Für den Konkurrenten Geely ist diese Frage dagegen beantwortet. Der Elektromotor sei eine Übergangslösung. „Danach werden wir die Brennstoffzelle sehen, das wird die finale Antriebsart der Zukunft sein“, sagt Geely-Kommunikationschef Victor Young.
Nicht nur bei der Beantwortung der Antriebsfrage, auch bei der Expansion nach Europa ist das Unternehmen aus Hangzhou weiter. Noch in diesem Jahr soll in Belgien die Produktion für das Modell 01 der GeelyUntermarke Lynk & Co. starten, das der Autobauer 2020 als Hybrid auch in Deutschland anbieten will. Auch Geely arbeitet an der Vision des emissionsfreien Fahrens. 2010 übernahm der Konzern den traditionsreichen Autobauer Volvo aus Schweden: Die Entwicklung des Verbrennungsmotors hat Volvo eingestellt, alle neuen Modelle haben einen Elektroantrieb. Die meisten Elekroautos werden aber in China verkauft: Nach Schätzungen des Center of Automotive Management (CAM) in Bergisch-Gladbach waren es 2018 mehr als 1,2 Millionen Fahrzeuge. Es folgen die USA (356 000), Norwegen (73 000) und Deutschland (68 000).
Baden-Württembergs Wirtschaftsministerin Nicole Hoffmeister-Kraut (CDU) war vor wenigen Tagen bei ihrem Besuch in China jedenfalls nicht nur wegen der Dynamik der elektromobilen Wende beeindruckt.
„Bei den chinesischen Unternehmen sind große Fortschritte erkennbar, wenngleich unsere Fahrzeughersteller gerade auch im für unsere Unternehmen relevanten PremiumSegment die Nase vorne haben“, sagt die Ministerin der „Schwäbischen Zeitung“mit Blick nicht nur auf Autobauer wie Geely, Dongfeng oder Great Wall, sondern auch auf junge Unternehmen wie Byton, Weltmeister und Nio.

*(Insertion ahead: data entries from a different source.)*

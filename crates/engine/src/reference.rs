//! Reference sheet entries.
//!
//! The reference sheet documents every input field in column order: a
//! numbered title linking back to the data heading, attribute rows, then the
//! choice list when the field has one. The rows are planned before any sheet
//! is populated because the data sheet links into them and choice formulas
//! read from them.

use tabform_core::{quote_sheet, CellRange, Constraint, FieldSpec, FormatKind, TextAttr};

use crate::layout::{LayoutPlan, HEADING_ROW};
use crate::metrics::estimate_width_from_length;

pub const REF_SHEET: &str = "reference";
/// First title row, 0-based (row 4). A blank row precedes every field block.
pub const REF_FIRST_ROW: u32 = 3;
pub const REF_NUM_COL: u16 = 0;
pub const REF_PAD_COL: u16 = 1;
pub const REF_KEY_COL: u16 = 2;
pub const REF_VALUE_COL: u16 = 3;
pub const REF_KEY_WIDTH: f64 = 18.0;
pub const REF_VALUE_WIDTH: f64 = 114.0;

#[derive(Debug, Clone, Copy, PartialEq, Eq)]
pub enum EntryKind {
    Title,
    Attribute,
    ChoiceHeading,
    ChoiceRow,
}

#[derive(Debug, Clone, PartialEq)]
pub struct ReferenceEntry {
    pub kind: EntryKind,
    /// 0-based row on the reference sheet.
    pub row: u32,
    /// Values from column C onwards.
    pub cells: Vec<String>,
    /// Titles link back to the field's heading on the data sheet.
    pub link: Option<String>,
    /// Field number shown beside a title, from 1.
    pub number: Option<u32>,
}

/// Reference rows of one field, inclusive and 0-based.
#[derive(Debug, Clone, PartialEq)]
pub struct FieldSpan {
    pub field_id: String,
    pub first_row: u32,
    pub last_row: u32,
    pub choice_rows: Option<(u32, u32)>,
    /// Estimated width of the widest choice label.
    pub choice_width: f64,
}

impl FieldSpan {
    /// Columns A through D of the field block.
    pub fn range(&self) -> CellRange {
        CellRange::new(self.first_row, REF_NUM_COL, self.last_row, REF_VALUE_COL)
    }

    /// Hyperlink target for the data heading, e.g. `#reference!A4:D9`.
    pub fn link(&self) -> String {
        format!("#{}!{}", REF_SHEET, self.range().to_a1())
    }

    /// Range holding the choice keys, e.g. `reference!$C$10:$C$12`.
    pub fn choice_range(&self) -> Option<String> {
        self.choice_rows.map(|(first, last)| {
            format!(
                "{}!{}",
                REF_SHEET,
                CellRange::new(first, REF_KEY_COL, last, REF_KEY_COL).to_absolute()
            )
        })
    }

    /// 1-based choice rows, as shown to users.
    pub fn choice_row_numbers(&self) -> Option<(u32, u32)> {
        self.choice_rows.map(|(first, last)| (first + 1, last + 1))
    }
}

#[derive(Debug, Clone, Default, PartialEq)]
pub struct ReferencePlan {
    pub entries: Vec<ReferenceEntry>,
    pub spans: Vec<FieldSpan>,
}

impl ReferencePlan {
    pub fn build(plan: &LayoutPlan, data_sheet: &str, lang: &str, full_text_choices: bool) -> Self {
        let mut builder = Builder {
            entries: Vec::new(),
            next_row: REF_FIRST_ROW - 1,
        };
        let mut spans = Vec::new();

        for (number, column) in plan.input_columns().enumerate() {
            let field = &column.field;
            // blank separator
            builder.next_row += 1;
            let first_row = builder.next_row;

            let link = format!("#{}!{}{}", quote_sheet(data_sheet), column.letter(), HEADING_ROW + 1);
            builder.push(EntryKind::Title, vec![title(field, lang)], Some(link), Some(number as u32 + 1));
            builder.attr("ID", &field.id);
            let notes = field.text(TextAttr::Notes, lang);
            if !notes.trim().is_empty() {
                builder.attr("Description", notes);
            }
            builder.attr("Format", field.kind.label());
            for constraint in &field.constraints {
                match constraint {
                    Constraint::Minimum { value } => builder.attr("Minimum", value),
                    Constraint::Maximum { value } => builder.attr("Maximum", value),
                    Constraint::Pattern { value } => builder.attr("Pattern", value),
                    Constraint::Formula { .. } => {}
                }
            }

            let mut choice_rows = None;
            let mut choice_width = 0.0;
            if let Some(choices) = field.choice_list() {
                builder.push(EntryKind::ChoiceHeading, vec!["Values".to_string()], None, None);
                let full_text = full_text_choices && field.kind == FormatKind::Choice;
                let first = builder.next_row;
                let mut longest = 0;
                for (key, value) in choices.iter() {
                    let cells = if full_text {
                        vec![format!("{key}: {value}")]
                    } else if key == value || value.is_empty() {
                        vec![key.to_string()]
                    } else {
                        vec![key.to_string(), value.to_string()]
                    };
                    longest = longest.max(cells[0].chars().count());
                    builder.push(EntryKind::ChoiceRow, cells, None, None);
                }
                choice_rows = Some((first, builder.next_row - 1));
                choice_width = estimate_width_from_length(longest);
            }

            spans.push(FieldSpan {
                field_id: field.id.clone(),
                first_row,
                last_row: builder.next_row - 1,
                choice_rows,
                choice_width,
            });
        }

        Self {
            entries: builder.entries,
            spans,
        }
    }

    pub fn span(&self, field_id: &str) -> Option<&FieldSpan> {
        self.spans.iter().find(|s| s.field_id == field_id)
    }
}

struct Builder {
    entries: Vec<ReferenceEntry>,
    next_row: u32,
}

impl Builder {
    fn push(&mut self, kind: EntryKind, cells: Vec<String>, link: Option<String>, number: Option<u32>) {
        self.entries.push(ReferenceEntry {
            kind,
            row: self.next_row,
            cells,
            link,
            number,
        });
        self.next_row += 1;
    }

    fn attr(&mut self, key: &str, value: &str) {
        self.push(EntryKind::Attribute, vec![key.to_string(), value.to_string()], None, None);
    }
}

fn title(field: &FieldSpec, lang: &str) -> String {
    let heading = field.heading(lang);
    if field.role.is_primary_key() {
        format!("{heading} (Primary Key)")
    } else if field.role.is_required() {
        format!("{heading} (Required)")
    } else {
        heading
    }
}

#[cfg(test)]
mod tests {
    use super::*;
    use pretty_assertions::assert_eq;
    use tabform_core::{Choices, Role, SchemaSet};

    fn plan(fields: Vec<FieldSpec>) -> LayoutPlan {
        LayoutPlan::new(&SchemaSet::new(fields), &[], 10).unwrap()
    }

    #[test]
    fn field_block_rows() {
        let p = plan(vec![
            FieldSpec::new("name", FormatKind::Text)
                .with_label("Name")
                .with_notes("Common name")
                .with_role(Role::Required),
            FieldSpec::new("count", FormatKind::Integer)
                .with_constraint(Constraint::Minimum { value: "0".into() }),
        ]);
        let r = ReferencePlan::build(&p, "Fish", "en", false);

        // name: title row 4, ID, Description, Format
        let name = r.span("name").unwrap();
        assert_eq!((name.first_row, name.last_row), (3, 6));
        assert_eq!(name.link(), "#reference!A4:D7");
        // blank row 8, count: title row 9, ID, Format, Minimum
        let count = r.span("count").unwrap();
        assert_eq!((count.first_row, count.last_row), (8, 11));

        let title = &r.entries[0];
        assert_eq!(title.kind, EntryKind::Title);
        assert_eq!(title.cells, vec!["Name (Required)"]);
        assert_eq!(title.link.as_deref(), Some("#'Fish'!C2"));
        assert_eq!(title.number, Some(1));

        let keys: Vec<&str> = r
            .entries
            .iter()
            .filter(|e| e.kind == EntryKind::Attribute)
            .map(|e| e.cells[0].as_str())
            .collect();
        assert_eq!(keys, vec!["ID", "Description", "Format", "ID", "Format", "Minimum"]);
        assert_eq!(r.entries.last().unwrap().cells, vec!["Minimum", "0"]);
    }

    #[test]
    fn choice_rows_and_range() {
        let p = plan(vec![FieldSpec::new("fruit", FormatKind::Choice).with_choices(Choices::new(vec![
            ("A".into(), "Apple".into()),
            ("B".into(), "Banana".into()),
            ("C".into(), "C".into()),
        ]))]);
        let r = ReferencePlan::build(&p, "data", "en", false);
        let span = r.span("fruit").unwrap();
        // title 4, ID 5, Format 6, Values 7, choices 8..10
        assert_eq!(span.choice_rows, Some((7, 9)));
        assert_eq!(span.choice_row_numbers(), Some((8, 10)));
        assert_eq!(span.choice_range().as_deref(), Some("reference!$C$8:$C$10"));

        let rows: Vec<Vec<String>> = r
            .entries
            .iter()
            .filter(|e| e.kind == EntryKind::ChoiceRow)
            .map(|e| e.cells.clone())
            .collect();
        assert_eq!(rows, vec![vec!["A".to_string(), "Apple".to_string()], vec!["B".into(), "Banana".into()], vec!["C".into()]]);
    }

    #[test]
    fn full_text_choices() {
        let p = plan(vec![FieldSpec::new("fruit", FormatKind::Choice)
            .with_choices(Choices::new(vec![("A".into(), "Apple".into())]))]);
        let r = ReferencePlan::build(&p, "data", "en", true);
        let last = r.entries.last().unwrap();
        assert_eq!(last.cells, vec!["A: Apple"]);
        assert!((r.span("fruit").unwrap().choice_width - 10.4).abs() < 1e-9);
    }

    #[test]
    fn numbers_follow_input_columns() {
        let p = plan(vec![
            FieldSpec::new("a", FormatKind::Text).with_role(Role::PrimaryKey),
            FieldSpec::new("b", FormatKind::Text),
        ]);
        let r = ReferencePlan::build(&p, "data", "en", false);
        let titles: Vec<(u32, &str)> = r
            .entries
            .iter()
            .filter(|e| e.kind == EntryKind::Title)
            .map(|e| (e.number.unwrap(), e.cells[0].as_str()))
            .collect();
        assert_eq!(titles, vec![(1, "a (Primary Key)"), (2, "b")]);
    }
}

Die chinesischen Konzerne „haben sich zwischenzeitlich zu starken Wettbewerbern für unser Auslandsgeschäft in China entwickelt und werden zu Recht ernstgenommen“, erklärt Hoffmeister-Kraut weiter. Für die deutschen Autobauer komme es nun drauf an, einen Spagat zu meistern: Sie müssten sicherstellen, dass sich die Investitionen in konventionelle Antriebe für sie noch rechnen, dabei aber die Innovationsführerschaft behalten.

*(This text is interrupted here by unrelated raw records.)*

//! Template compile options
//!
//! Loaded from TOML or JSON. Every key is optional:
//!
//! ```toml
//! language = "fr"
//! default_rows = 500
//! full_text_choices = false
//!
//! [example]
//! name = "Chinook salmon"
//! count = 12
//! ```

use std::path::Path;

use serde::{Deserialize, Serialize};
use tabform_core::RecordRow;

use crate::error::OptionsError;
use crate::styles::StyleConfig;

/// Largest data region that still leaves room for the fixed rows in one sheet.
pub const MAX_ROWS: u32 = 1_048_570;

#[derive(Debug, Clone, PartialEq, Serialize, Deserialize)]
#[serde(default, deny_unknown_fields)]
pub struct TemplateOptions {
    /// Language for labels, notes and the resource name.
    pub language: String,
    /// Data rows in a blank template. Pre-filled templates get one row per record.
    pub default_rows: u32,
    /// Show choices as `key: value` in the dropdown instead of bare keys.
    pub full_text_choices: bool,
    /// Example row values by field id. The example row is hidden when absent.
    #[serde(skip_serializing_if = "Option::is_none")]
    pub example: Option<RecordRow>,
    pub example_height: f64,
    pub data_row_height: f64,
    pub styles: StyleConfig,
}

impl Default for TemplateOptions {
    fn default() -> Self {
        Self {
            language: "en".to_string(),
            default_rows: 2000,
            full_text_choices: false,
            example: None,
            example_height: 15.0,
            data_row_height: 24.0,
            styles: StyleConfig::default(),
        }
    }
}

impl TemplateOptions {
    pub fn from_toml(input: &str) -> Result<Self, OptionsError> {
        let options: TemplateOptions = toml::from_str(input).map_err(|e| OptionsError::Parse {
            format: "TOML",
            message: e.to_string(),
        })?;
        options.validate()?;
        Ok(options)
    }

    pub fn from_json(input: &str) -> Result<Self, OptionsError> {
        let options: TemplateOptions =
            serde_json::from_str(input).map_err(|e| OptionsError::Parse {
                format: "JSON",
                message: e.to_string(),
            })?;
        options.validate()?;
        Ok(options)
    }

    /// Load from a `.json` file, or TOML for any other extension.
    pub fn load(path: &Path) -> Result<Self, OptionsError> {
        let input = std::fs::read_to_string(path).map_err(|e| OptionsError::Io {
            path: path.display().to_string(),
            message: e.to_string(),
        })?;
        let is_json = path
            .extension()
            .and_then(|e| e.to_str())
            .is_some_and(|e| e.eq_ignore_ascii_case("json"));
        if is_json {
            Self::from_json(&input)
        } else {
            Self::from_toml(&input)
        }
    }

    pub fn validate(&self) -> Result<(), OptionsError> {
        if self.language.trim().is_empty() {
            return Err(OptionsError::Invalid("language must not be empty".into()));
        }
        if self.default_rows == 0 || self.default_rows > MAX_ROWS {
            return Err(OptionsError::Invalid(format!(
                "default_rows must be between 1 and {MAX_ROWS}, got {}",
                self.default_rows
            )));
        }
        for (name, height) in [
            ("example_height", self.example_height),
            ("data_row_height", self.data_row_height),
        ] {
            if !(height > 0.0 && height <= 409.0) {
                return Err(OptionsError::Invalid(format!(
                    "{name} must be between 0 and 409 points, got {height}"
                )));
            }
        }
        self.styles.validate()
    }

    pub fn with_language(mut self, language: impl Into<String>) -> Self {
        self.language = language.into();
        self
    }

    pub fn with_default_rows(mut self, rows: u32) -> Self {
        self.default_rows = rows;
        self
    }

    pub fn with_example(mut self, example: RecordRow) -> Self {
        self.example = Some(example);
        self
    }

    pub fn with_full_text_choices(mut self, on: bool) -> Self {
        self.full_text_choices = on;
        self
    }
}
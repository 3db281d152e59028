use tabform_config::OptionsError;
use tabform_core::SchemaError;
use thiserror::Error;

#[derive(Debug, Error)]
pub enum CompileError {
    #[error(transparent)]
    Schema(#[from] SchemaError),
    #[error(transparent)]
    Options(#[from] OptionsError),
    /// A pre-filled record value does not fit its field's format.
    #[error("record {row}, field '{field}': cannot use {value} as {expected}")]
    Coercion {
        field: String,
        /// 1-based record number.
        row: usize,
        value: String,
        expected: &'static str,
    },
    #[error("example value for field '{field}': cannot use {value} as {expected}")]
    Example {
        field: String,
        value: String,
        expected: &'static str,
    },
    #[error("too many fields: {count} columns do not fit in a sheet")]
    TooManyFields { count: usize },
    #[error("too many records: {count} rows do not fit in a sheet")]
    TooManyRecords { count: usize },
}
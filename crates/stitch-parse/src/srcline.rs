//! Source-line lookup and caret excerpts for diagnostics.
//!
//! Line-start positions are memoized per source so repeated lookups cost a
//! binary search after the first scan. Sources are keyed by identity (pointer
//! and length); they must stay unmoved for the duration of a parse, which the
//! borrow on the lexer already guarantees.

use std::cell::RefCell;
use std::collections::HashMap;
use std::rc::Rc;

use crate::log;
use crate::srcmap::SrcMap;

#[derive(Clone, Debug, PartialEq, Eq)]
pub struct SrcLine<'s> {
    pub line: &'s str,
    /// 1-based line number.
    pub line_num: usize,
    /// Byte offset of the position within the line.
    pub line_pos: usize,
}

thread_local! {
    static LINE_STARTS: RefCell<HashMap<(usize, usize), Rc<Vec<usize>>>> =
        RefCell::new(HashMap::new());
}

fn line_starts(src: &str) -> Rc<Vec<usize>> {
    let key = (src.as_ptr() as usize, src.len());
    LINE_STARTS.with(|cache| {
        cache
            .borrow_mut()
            .entry(key)
            .or_insert_with(|| {
                let mut starts = vec![0];
                starts.extend(src.char_indices().filter_map(|(i, c)| (c == '\n').then_some(i + 1)));
                Rc::new(starts)
            })
            .clone()
    })
}

/// The line containing `pos`, with its 1-based number and the offset of
/// `pos` within it. `pos` may equal `src.len()`.
pub fn line_at(src: &str, pos: usize) -> SrcLine<'_> {
    let pos = pos.min(src.len());
    let starts = line_starts(src);
    let idx = starts.partition_point(|&s| s <= pos) - 1;
    let start = starts[idx];
    let end = starts
        .get(idx + 1)
        .map(|&next| next - 1)
        .unwrap_or(src.len());
    SrcLine {
        line: &src[start..end.max(start)],
        line_num: idx + 1,
        line_pos: pos - start,
    }
}

/// `msg`, the offending line, and a caret aligned under the position.
pub fn caret_excerpt(msg: &str, src: &str, pos: usize) -> String {
    let at = line_at(src, pos);
    format!(
        "{msg} at line {}\n{}\n{}^",
        at.line_num,
        at.line,
        " ".repeat(at.line_pos)
    )
}

/// Log a caret-annotated diagnostic. When `src_map` is given and maps `pos`,
/// the excerpt is taken from the original source instead of `src`.
pub fn report_error(msg: &str, src: &str, pos: usize, src_map: Option<&SrcMap>) {
    let excerpt = match src_map.and_then(|m| m.map_position(pos)) {
        Some(mapped) => caret_excerpt(msg, &mapped.src.text, mapped.pos),
        None => caret_excerpt(msg, src, pos),
    };
    log::log(&excerpt);
}

#[cfg(test)]
mod tests {
    use super::*;

    #[test]
    fn first_and_later_lines() {
        let src = "one\ntwo\nthree";
        assert_eq!(
            line_at(src, 0),
            SrcLine { line: "one", line_num: 1, line_pos: 0 }
        );
        assert_eq!(
            line_at(src, 5),
            SrcLine { line: "two", line_num: 2, line_pos: 1 }
        );
        assert_eq!(
            line_at(src, src.len()),
            SrcLine { line: "three", line_num: 3, line_pos: 5 }
        );
    }

    #[test]
    fn caret_alignment() {
        let out = caret_excerpt("expected text ';'", "fn f()", 3);
        let lines: Vec<_> = out.lines().collect();
        assert_eq!(lines[1], "fn f()");
        assert_eq!(lines[2], "   ^");
    }
}
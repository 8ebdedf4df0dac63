//! The combinator vocabulary: sequencing, alternation, repetition, recovery,
//! and the scoped lexer/pre-parser wrappers.

use std::rc::Rc;

use crate::parser::{ErasedParser, MapArgs, ParseCtx, ParseState, Parser, Step, Tags};
use crate::span::Span;
use crate::token::{Token, TokenMatcher};

/// Match a token whose text equals the given string.
pub struct Text {
    text: &'static str,
    label: String,
}

pub fn text(t: &'static str) -> Text {
    Text {
        text: t,
        label: format!("text '{t}'"),
    }
}

impl<A: ParseState> Parser<A> for Text {
    type Out = Token;
    fn parse_inner(&self, cx: &mut ParseCtx<A>) -> Option<Step<Token, A::Tag>> {
        let tok = cx.next_token()?;
        (tok.text == self.text).then(|| {
            let span = tok.span.clone();
            Step::new(tok, span)
        })
    }
    fn label(&self) -> Option<&str> {
        Some(&self.label)
    }
}

/// Bare string literals parse as [`text`].
impl<A: ParseState> Parser<A> for &'static str {
    type Out = Token;
    fn parse_inner(&self, cx: &mut ParseCtx<A>) -> Option<Step<Token, A::Tag>> {
        let tok = cx.next_token()?;
        (tok.text == *self).then(|| {
            let span = tok.span.clone();
            Step::new(tok, span)
        })
    }
}

/// Match a token of the given kind.
pub struct Kind {
    kind: &'static str,
    label: String,
}

pub fn kind(k: &'static str) -> Kind {
    Kind {
        kind: k,
        label: format!("kind '{k}'"),
    }
}

impl<A: ParseState> Parser<A> for Kind {
    type Out = Token;
    fn parse_inner(&self, cx: &mut ParseCtx<A>) -> Option<Step<Token, A::Tag>> {
        let tok = cx.next_token()?;
        (tok.kind == self.kind).then(|| {
            let span = tok.span.clone();
            Step::new(tok, span)
        })
    }
    fn label(&self) -> Option<&str> {
        Some(&self.label)
    }
}

/// Match every sub-parser in order; the value is the tuple of sub-values and
/// tag buckets merge in source order.
pub struct Seq<T>(pub T);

„Ohne Dieselskandal wäre die deutsche Autoindustrie in ihrer Zukunft stärker gefährdet als mit Dieselskandal.“Autoexperte Ferdinand Dudenhöffer
Dieselskandal als Katalysator
Doch bei allem Selbstbewusstsein der Chinesen, noch reichen Qualität und Technologie nicht aus, um die deutschen Autobauer ernsthaft zu gefährden. Davon ist jedenfalls Autoexperte Ferdinand Dudenhöffer überzeugt. „Bei den Chinesen sind Autobauer wie BYD mit einfachen Batterie- und Automodellen im Markt. Neue Marken wie Aiways, Byton oder Weltmeister starten erst in einigen Monaten. Einen richtigen Vorsprung haben die chinesischen Autobauer hier nicht“, so der Leiter des Center of Automotive Research (CAR) der Universität Duisburg-Essen der „Schwäbischen Zeitung“. „Es gibt einen, der Elektroautos richtig gut kann – und das ist Tesla.“
Dudenhöffer ist zuversichtlich, dass es am Ende nicht Unternehmen wie Geely und BYD sein werden, die triumphieren – und zwar aus einem ganz bestimmten Grund: dem Dieselskandal. „Er hat Deutschland und die Autobauer und Zulieferer richtig wach gerüttelt“, sagt der CAR-Chef. „Ohne Dieselskandal wäre die deutsche Autoindustrie in ihrer Zukunft stärker gefährdet als mit Dieselskandal.“Das klingt überraschend – und könnte Autobauern wie Daimler, BMW und Volkswagen Mut machen. Den können sie im Wettbewerb mit den chinesischen Konzernen auch gut gebrauchen.